Another interesting peak is 2004 when the Nimitz sighting occurred. It seems the peaks of the trend correlate with the public sightings by naval aviators. The seasonal component has a periodicity of around one year indicating that UFOs are seasonal within a year. This may be due to holidays as well since July has a higher number of sighting reports on average. However, the trend component is not affected by seasonal factors and so should not have any seasonal attributes like the effects of holidays. One way we can deseasonalize reports is by subtracting the mean for that month which removes any seasonal effects like holidays and climate patterns.

The anomalies are the deviation from the mean for that month and so indicate periods when there were more reports than usual for certain months and years. Certain time periods stick out, for example, April of 2020 and July of 2014. July 2014 is very close to when a pilot observed the “sphere encasing a cube” that zipped between two jets. This is probably not coincidental and something was causing more sightings which some pilots observed. These are the highest peaks for the anomalies.

  • April 2020: 772.74
  • July 2014: 669.47
  • November 2015: 569.79
  • July 2013: 531.47
  • July 2012: 501.47

Notice they are all nearly around the timeframe of 2013 to 2015, except the peak in 2020. There was something very unusual about that timeframe. One way of determining how reports reoccur is to look at the periodicity. This means we find where there are trends that reoccur time after time. We can do this by decomposing the time series into a power spectra with a Fourier transform and then finding peaks less than 10 years.

  • 3.02 years: Power = 1.16×10⁷
  • 5.83 years: Power = 8.51×10⁶
  • 5.91 years: Power = 6.21×10⁶
  • 8.12 years: Power = 5.97×10⁶
  • 2.11 years: Power = 5.78×10⁶

The most important period is 3 years followed by around 6 and then 8. The 8-year cycle can be observed from 2020 to 2012 and then to 2004. The 6-year cycle from 2008 to 2014 and then 2020. The 3 year cycle is more obscure but from 2014 to 2017 and then to 2020. If we predict into the future we can surmise that the 6 and 8-year cycles will get close around 2027.

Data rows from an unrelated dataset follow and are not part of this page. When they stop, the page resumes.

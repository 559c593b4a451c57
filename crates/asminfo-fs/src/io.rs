//! Text read/write for metadata files.
//!
//! Writes overwrite the target in place. There is no temp-file-and-rename
//! step: the updater's contract is a plain read-modify-write of the original
//! filesystem entry.

use std::fs;
use std::path::Path;

use crate::error::{Error, Result};

/// Read a file's full text.
///
/// # Errors
///
/// Returns [`Error::NotFound`] when the path does not exist.
pub fn read_text(path: &Path) -> Result<String> {
    if !path.exists() {
        return Err(Error::NotFound {
            path: path.to_path_buf(),
        });
    }

    fs::read_to_string(path).map_err(|e| Error::io(path, e))
}

/// Overwrite a file with the given text.
pub fn write_text(path: &Path, contents: &str) -> Result<()> {
    tracing::debug!(path = %path.display(), bytes = contents.len(), "writing file");
    fs::write(path, contents).map_err(|e| Error::io(path, e))
}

6-year cycle: 2008–2014–2020–2026

8-year cycle: 2004–2012–2020–2028

The months can also give an indication of some trends. Even after deseasonalizing, certain months stand out as trend points in UFO reports.

May in particular stands out as does July and January. I wondered still whether the effects of holidays could be at play even after deseasonalizing and it’s possible. However, May has no significant holidays with fireworks and yet has a higher number of report anomalies. This can’t be due to the Chinese New Year, or 4th of July, or any other holiday. May for some reason has more sighting anomalies than the average would suggest.

One thing that is learned from the time series is that supposedly isolated events like Nimitz and sightings in 2014 are not isolated at all and are part of a larger trend in sightings at large. Reports are not isolated but part of a larger trend in sightings that occurs at certain intervals. Another thing that we learn is that reports occur in cycles of around 3, 6, and 8 years. This can be used to make predictions. For example, with the 8-year cycle, we can predict that there may be more UFO reports in 2028 which is around the same time as the supposed “event” will happen according to John Ramirez and it’s also when SETI “magically” says they will find aliens 😆. In the future using a model like Prophet to predict anomalies would be useful but for now, we know there are definitely patterns to UFO reports.